Recently, South Korean giant SK Telecom, having invested $65 million in QKD market-leader Swiss-based ID Quantique, announced plans to secure South Korea’s 5G network using quantum technology. This makes sense, as QKD will be used to secure point-to-point underground optical communication between transmission towers, which comprises the bulk of the network’s communication. The fact that 5G transmission towers need to be close together in such a network makes it perfect for existing QKD technology, which is mostly limited to distances of tens of kilometres. Moreover, quantum random number generators (QRNGs), as their name suggests, will be used to produce the true randomness required for encryption. In fact, SK Telecom has just released a custom-edition Galaxy phone — the Galaxy A Quantum — housing a QRNG chip.
The Time 100 pick of influential people in 2018, by Time magazine, featured Chinese physicist Jian-Wei Pan, whose team has recently accomplished two notable feats. One is the launch of the world’s first quantum satellite, making secure communication possible over distances of hundreds of kilometres.
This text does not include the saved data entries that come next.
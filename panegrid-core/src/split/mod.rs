//! Split pane layout engine
//!
//! This module provides the core data model for recursively subdividable
//! workspaces. Panes are organized in an n-ary tree of weighted containers
//! alternating horizontal and vertical split directions; every mutation is
//! followed by a compaction pass that keeps the tree in canonical minimal
//! shape.
//!
//! # Architecture
//!
//! - **Manager-scoped layouts**: each [`SplitViewManager`] owns one tree
//! - **Weighted n-ary containers**: star sizes, only ratios matter
//! - **Focus history**: removal falls back to the most recently visited pane
//! - **Structural persistence**: portable descriptions with leaf-UID
//!   correlation for caller-managed per-pane state
//!
//! # Module Structure
//!
//! - `types` - Core type definitions (`ContentId`, `SplitDirection`)
//! - `tree` - Pane tree structure (`PaneNode`, `LeafPane`, `ContainerNode`)
//! - `manager` - Split view manager (`SplitViewManager`)
//! - `adjust` - Compaction pass restoring canonical tree shape
//! - `focus` - Visit-order bookkeeping for successor selection
//! - `layout` - Portable layout descriptions (`LayoutNode`, `LayoutSnapshot`)
//! - `validate` - Debug-build invariant validator
//! - `error` - Error types (`SplitError`)
//!
//! # Example
//!
//! ```
//! use panegrid_core::split::{SplitDirection, SplitViewManager};
//!
//! let mut manager: SplitViewManager<u32> = SplitViewManager::new();
//! let mut next = 0u32;
//! manager.set_content_factory(move || {
//!     next += 1;
//!     next
//! });
//!
//! // the factory registration established the initial pane
//! assert_eq!(manager.pane_count(), 1);
//!
//! // split it side by side, then stack the new pane
//! manager.split(SplitDirection::Horizontally).unwrap();
//! manager.split(SplitDirection::Vertically).unwrap();
//! assert_eq!(manager.pane_count(), 3);
//!
//! // removing the focused pane collapses the nested container again
//! manager.remove().unwrap();
//! assert_eq!(manager.pane_count(), 2);
//! ```

mod adjust;
mod error;
mod focus;
mod layout;
mod manager;
mod tree;
mod types;
#[cfg(debug_assertions)]
mod validate;

pub use error::SplitError;
pub use layout::{LAYOUT_SNAPSHOT_VERSION, LayoutNode, LayoutSnapshot};
pub use manager::{SplitViewEvent, SplitViewManager, SplitViewOptions};
pub use tree::{ContainerNode, LeafPane, PaneNode, Slot};
pub use types::{ContentId, DEFAULT_WEIGHT, SplitDirection, WEIGHT_EPSILON, weights_eq};
//! Per-key fetch throttling based on the last attempted fetch.

use chrono::{DateTime, Utc};
use std::sync::Arc;
use std::time::Duration;
use tracing::debug;

use super::layer::Cache;

/// Source of the current time.
pub trait Clock: Send + Sync {
  fn now(&self) -> DateTime<Utc>;
}

/// Wall-clock time.
pub struct SystemClock;

impl Clock for SystemClock {
  fn now(&self) -> DateTime<Utc> {
    Utc::now()
  }
}

/// Decides whether a resource is due for a network fetch.
///
/// The timestamp marks the last *attempt*, not the last success: a failed
/// fetch still holds off retries for `max_age`.
#[derive(Clone)]
pub struct FetchThrottle {
  cache: Cache,
  clock: Arc<dyn Clock>,
}

impl FetchThrottle {
  pub fn new(cache: Cache, clock: Arc<dyn Clock>) -> Self {
    Self { cache, clock }
  }

  /// Cache key holding the fetch timestamp for a resource key.
  pub fn timestamp_key(key: &str) -> String {
    format!("{}_latest_date", key)
  }

  /// Instant of the last attempted fetch, or the epoch if never fetched.
  pub fn last_fetch(&self, key: &str) -> DateTime<Utc> {
    self
      .cache
      .retrieve::<DateTime<Utc>>(&Self::timestamp_key(key))
      .unwrap_or(DateTime::<Utc>::UNIX_EPOCH)
  }

  /// True unless the last fetch for `key` happened less than `max_age` ago.
  pub fn should_fetch(&self, key: &str, max_age: Duration) -> bool {
    if max_age.is_zero() {
      return true;
    }
    let Ok(max_age) = chrono::Duration::from_std(max_age) else {
      // Out of range for chrono: effectively "never refetch"
      return false;
    };

    let last = self.last_fetch(key);
    let due = self.clock.now() - last >= max_age;
    debug!(key = %key, last_fetch = %last, due, "Throttle decision");
    due
  }

  /// Mark that a fetch for `key` is being attempted now.
  pub fn record_fetch(&self, key: &str) {
    self
      .cache
      .store(&Self::timestamp_key(key), &self.clock.now());
  }
}

/// Test clock that only moves when told to.
#[cfg(test)]
pub(crate) struct ManualClock {
  now: std::sync::Mutex<DateTime<Utc>>,
}

#[cfg(test)]
impl ManualClock {
  pub(crate) fn new(start: DateTime<Utc>) -> Self {
    Self {
      now: std::sync::Mutex::new(start),
    }
  }

  pub(crate) fn advance(&self, by: Duration) {
    let mut now = self.now.lock().unwrap();
    *now += chrono::Duration::from_std(by).unwrap();
  }
}

#[cfg(test)]
impl Clock for ManualClock {
  fn now(&self) -> DateTime<Utc> {
    *self.now.lock().unwrap()
  }
}
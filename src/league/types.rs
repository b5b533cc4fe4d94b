//! Domain model: games, standings, playoffs, votes, teams and players.

use chrono::{DateTime, Utc};
use serde::{Deserialize, Serialize};
use std::collections::HashMap;

use super::api_types::iso8601;

/// Team code used by the server while a playoff opponent is undecided.
pub const TBD_TEAM_CODE: &str = "TBD";

/// League a game or standings table belongs to
#[derive(Debug, Clone, Copy, Default, PartialEq, Eq, Hash, Serialize, Deserialize)]
pub enum League {
  #[default]
  #[serde(rename = "SHL")]
  Shl,
  #[serde(rename = "HA")]
  Ha,
}

/// Kind of game
#[derive(Debug, Clone, Copy, Default, PartialEq, Eq, Serialize, Deserialize)]
#[serde(rename_all = "lowercase")]
pub enum GameType {
  #[default]
  Regular,
  Playoff,
  Relegation,
}

/// Server-reported game status; the only source of truth for game state.
#[derive(Debug, Clone, Copy, PartialEq, Eq, Serialize, Deserialize)]
pub enum GameStatus {
  Coming,
  Period1,
  Period2,
  Period3,
  Overtime,
  Shootout,
  Intermission,
  Finished,
}

/// Derived state of a game. Exactly one holds for any status.
#[derive(Debug, Clone, Copy, PartialEq, Eq)]
pub enum GameState {
  Future,
  Live,
  Played,
}

impl GameState {
  /// Map an optional status to a state. An absent status means the game is upcoming.
  pub fn from_status(status: Option<GameStatus>) -> Self {
    match status {
      None | Some(GameStatus::Coming) => GameState::Future,
      Some(
        GameStatus::Period1
        | GameStatus::Period2
        | GameStatus::Period3
        | GameStatus::Overtime
        | GameStatus::Shootout
        | GameStatus::Intermission,
      ) => GameState::Live,
      Some(GameStatus::Finished) => GameState::Played,
    }
  }
}

/// Server-aggregated pick percentages for one game
#[derive(Debug, Clone, Default, PartialEq, Serialize, Deserialize)]
pub struct VotesPerGame {
  #[serde(default)]
  pub home_count: u32,
  #[serde(default)]
  pub away_count: u32,
  pub home_perc: u32,
  pub away_perc: u32,
}

/// A scheduled, live or finished game.
///
/// Identified by `game_uuid`; `game_id` repeats across seasons.
#[derive(Debug, Clone, PartialEq, Serialize, Deserialize)]
pub struct Game {
  pub game_uuid: String,
  #[serde(default)]
  pub game_id: i64,
  pub home_team_code: String,
  pub away_team_code: String,
  #[serde(default)]
  pub home_team_result: u32,
  #[serde(default)]
  pub away_team_result: u32,
  #[serde(with = "iso8601")]
  pub start_date_time: DateTime<Utc>,
  #[serde(default)]
  pub game_type: GameType,
  #[serde(default)]
  pub league: League,
  #[serde(default)]
  pub status: Option<GameStatus>,
  #[serde(default)]
  pub overtime: bool,
  #[serde(default)]
  pub shootout: bool,
  #[serde(default)]
  pub votes: Option<VotesPerGame>,
}

impl Game {
  pub fn state(&self) -> GameState {
    GameState::from_status(self.status)
  }

  pub fn is_future(&self) -> bool {
    self.state() == GameState::Future
  }

  pub fn is_live(&self) -> bool {
    self.state() == GameState::Live
  }

  pub fn is_played(&self) -> bool {
    self.state() == GameState::Played
  }

  /// Decided after regulation time
  pub fn is_overtime_or_shootout(&self) -> bool {
    self.overtime || self.shootout
  }

  pub fn includes_team(&self, team_code: &str) -> bool {
    self.home_team_code == team_code || self.away_team_code == team_code
  }

  pub fn is_home(&self, team_code: &str) -> bool {
    self.home_team_code == team_code
  }

  /// Team currently ahead on the scoreboard, if any.
  pub fn leader(&self) -> Option<&str> {
    use std::cmp::Ordering;
    match self.home_team_result.cmp(&self.away_team_result) {
      Ordering::Greater => Some(self.home_team_code.as_str()),
      Ordering::Less => Some(self.away_team_code.as_str()),
      Ordering::Equal => None,
    }
  }

  /// Winning team of a finished game.
  pub fn winner(&self) -> Option<&str> {
    if self.is_played() {
      self.leader()
    } else {
      None
    }
  }

  /// Losing team of a finished game.
  pub fn loser(&self) -> Option<&str> {
    let winner = self.winner()?;
    if winner == self.home_team_code {
      Some(self.away_team_code.as_str())
    } else {
      Some(self.home_team_code.as_str())
    }
  }

  /// Standings points this game awards `team_code`.
  ///
  /// 3/0 in regulation, 2/1 after overtime or shootout, 0 while unplayed.
  pub fn points_for(&self, team_code: &str) -> u32 {
    if !self.includes_team(team_code) {
      return 0;
    }
    let Some(winner) = self.winner() else {
      return 0;
    };
    let extra_time = self.is_overtime_or_shootout();
    match (winner == team_code, extra_time) {
      (true, false) => 3,
      (true, true) => 2,
      (false, true) => 1,
      (false, false) => 0,
    }
  }

  /// Score from `team_code`'s perspective as (for, against).
  pub fn score_for(&self, team_code: &str) -> (u32, u32) {
    if self.is_home(team_code) {
      (self.home_team_result, self.away_team_result)
    } else {
      (self.away_team_result, self.home_team_result)
    }
  }

  pub fn has_tbd_opponent(&self) -> bool {
    self.home_team_code == TBD_TEAM_CODE || self.away_team_code == TBD_TEAM_CODE
  }

  /// Whether users may still pick a winner for this game.
  pub fn is_pickable(&self) -> bool {
    self.is_future() && !self.has_tbd_opponent() && self.game_type == GameType::Regular
  }

  /// Replace the aggregated votes after a successful vote submission.
  pub fn apply_votes(&mut self, votes: VotesPerGame) {
    self.votes = Some(votes);
  }
}

/// Patch the votes of the game with `game_uuid`. Returns false if no game matched.
pub fn apply_votes_to(games: &mut [Game], game_uuid: &str, votes: VotesPerGame) -> bool {
  match games.iter_mut().find(|g| g.game_uuid == game_uuid) {
    Some(game) => {
      game.apply_votes(votes);
      true
    }
    None => false,
  }
}

/// A user's pick for a single game
#[derive(Debug, Clone, PartialEq, Eq, Serialize, Deserialize)]
pub struct Pick {
  pub game_uuid: String,
  pub team_code: String,
}

/// One team's row in a league table
#[derive(Debug, Clone, PartialEq, Serialize, Deserialize)]
pub struct Standing {
  pub team_code: String,
  pub rank: u32,
  pub gp: u32,
  pub points: u32,
  pub diff: i32,
  #[serde(default)]
  pub league: League,
}

impl Standing {
  pub fn points_per_game(&self) -> f64 {
    if self.gp == 0 {
      0.0
    } else {
      f64::from(self.points) / f64::from(self.gp)
    }
  }
}

/// Standings for both leagues of a season
#[derive(Debug, Clone, Default, PartialEq, Serialize, Deserialize)]
pub struct StandingResults {
  #[serde(rename = "SHL", default)]
  pub shl: Vec<Standing>,
  #[serde(rename = "HA", default)]
  pub ha: Vec<Standing>,
}

impl StandingResults {
  pub fn for_league(&self, league: League) -> &[Standing] {
    match league {
      League::Shl => &self.shl,
      League::Ha => &self.ha,
    }
  }
}

/// Playoff series between two teams
#[derive(Debug, Clone, PartialEq, Serialize, Deserialize)]
pub struct PlayoffEntry {
  pub team1: String,
  pub team2: String,
  #[serde(default)]
  pub score1: u32,
  #[serde(default)]
  pub score2: u32,
  /// Code of the knocked-out team, as reported by the server
  #[serde(default)]
  pub eliminated: Option<String>,
  /// Number of wins needed to take the series
  #[serde(default)]
  pub best_to: Option<u32>,
}

impl PlayoffEntry {
  pub fn includes_team(&self, team_code: &str) -> bool {
    self.team1 == team_code || self.team2 == team_code
  }

  /// Taken as given from the server, never derived from the series score.
  pub fn is_eliminated(&self, team_code: &str) -> bool {
    self.eliminated.as_deref() == Some(team_code)
  }

  /// Series score from `team_code`'s perspective as (wins, losses).
  pub fn series_for(&self, team_code: &str) -> Option<(u32, u32)> {
    if self.team1 == team_code {
      Some((self.score1, self.score2))
    } else if self.team2 == team_code {
      Some((self.score2, self.score1))
    } else {
      None
    }
  }
}

/// Named playoff round
#[derive(Debug, Clone, Copy, PartialEq, Eq)]
pub enum PlayoffStage {
  Demotion,
  Eight,
  Quarter,
  Semi,
  Final,
}

impl PlayoffStage {
  pub const ALL: [PlayoffStage; 5] = [
    PlayoffStage::Demotion,
    PlayoffStage::Eight,
    PlayoffStage::Quarter,
    PlayoffStage::Semi,
    PlayoffStage::Final,
  ];
}

/// One league's playoff bracket
#[derive(Debug, Clone, Default, PartialEq, Serialize, Deserialize)]
pub struct PlayoffBracket {
  #[serde(default)]
  pub demotion: Option<Vec<PlayoffEntry>>,
  #[serde(default)]
  pub eight: Option<Vec<PlayoffEntry>>,
  #[serde(default)]
  pub quarter: Option<Vec<PlayoffEntry>>,
  #[serde(default)]
  pub semi: Option<Vec<PlayoffEntry>>,
  #[serde(rename = "final", default)]
  pub final_: Option<Vec<PlayoffEntry>>,
}

impl PlayoffBracket {
  pub fn stage(&self, stage: PlayoffStage) -> &[PlayoffEntry] {
    let entries = match stage {
      PlayoffStage::Demotion => &self.demotion,
      PlayoffStage::Eight => &self.eight,
      PlayoffStage::Quarter => &self.quarter,
      PlayoffStage::Semi => &self.semi,
      PlayoffStage::Final => &self.final_,
    };
    entries.as_deref().unwrap_or(&[])
  }

  /// Every series `team_code` appears in, earliest round first.
  pub fn entries_for_team(&self, team_code: &str) -> Vec<(PlayoffStage, &PlayoffEntry)> {
    PlayoffStage::ALL
      .iter()
      .flat_map(|&stage| {
        self
          .stage(stage)
          .iter()
          .filter(move |e| e.includes_team(team_code))
          .map(move |e| (stage, e))
      })
      .collect()
  }
}

/// Playoff brackets for both leagues of a season
#[derive(Debug, Clone, Default, PartialEq, Serialize, Deserialize)]
pub struct PlayoffResults {
  #[serde(rename = "SHL", default)]
  pub shl: PlayoffBracket,
  #[serde(rename = "HA", default)]
  pub ha: Option<PlayoffBracket>,
}

/// Team metadata
#[derive(Debug, Clone, PartialEq, Serialize, Deserialize)]
pub struct Team {
  pub code: String,
  pub name: String,
  #[serde(default)]
  pub shortname: String,
  /// Championship seasons
  #[serde(default)]
  pub golds: Vec<String>,
}

/// Player with season totals
#[derive(Debug, Clone, PartialEq, Serialize, Deserialize)]
pub struct Player {
  pub id: i64,
  pub first_name: String,
  pub family_name: String,
  #[serde(default)]
  pub jersey: u32,
  #[serde(default)]
  pub position: String,
  pub team_code: String,
  #[serde(default)]
  pub gp: u32,
  #[serde(default)]
  pub g: u32,
  #[serde(default)]
  pub a: u32,
  #[serde(default)]
  pub pim: u32,
}

impl Player {
  pub fn points(&self) -> u32 {
    self.g + self.a
  }
}

/// Per-team box score numbers
#[derive(Debug, Clone, Default, PartialEq, Serialize, Deserialize)]
pub struct TeamGameStats {
  pub g: u32,
  pub sog: u32,
  pub pim: u32,
  pub fow: u32,
}

#[derive(Debug, Clone, Default, PartialEq, Serialize, Deserialize)]
pub struct GameStats {
  pub home: TeamGameStats,
  pub away: TeamGameStats,
}

/// In-game event (goal, penalty, period change, ...)
#[derive(Debug, Clone, PartialEq, Serialize, Deserialize)]
pub struct GameEvent {
  #[serde(rename = "type")]
  pub event_type: String,
  #[serde(default)]
  pub period: u32,
  #[serde(default)]
  pub time: String,
  #[serde(default)]
  pub team: Option<String>,
  #[serde(default)]
  pub player: Option<String>,
}

/// Everything the server knows about a single game
#[derive(Debug, Clone, PartialEq, Serialize, Deserialize)]
pub struct GameDetails {
  pub game: Game,
  #[serde(default)]
  pub events: Vec<GameEvent>,
  #[serde(default)]
  pub stats: Option<GameStats>,
}

/// Server status message (maintenance notices and the like)
#[derive(Debug, Clone, Default, PartialEq, Serialize, Deserialize)]
pub struct ServerStatus {
  #[serde(default)]
  pub message: Option<String>,
  #[serde(flatten)]
  pub extra: HashMap<String, serde_json::Value>,
}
Now China could connect all its embassies ultra-securely for example. This will put other superpowers on alert. The second is the experimental demonstration of a quantum communication scheme that I, alongside colleagues, happened to propose a few years ago — for sending messages without sending anything physical. It is tempting to think that, one day, hackers may literally have nothing to clutch at.
Securing digital privacy against hackers with unlimited resources, although seems like a tall order, has become — as South Koreans and others have shown — well within reach. As citizens and businesses we must demand more from telecom providers and app developers, insisting on encryption that will not collapse on the possibly imminent arrival of quantum computers: This is worth campaigning for.
A let-us-wait-and-see approach won’t do — the stakes are too high.
P.S. No cats were harmed during the preperation of this article.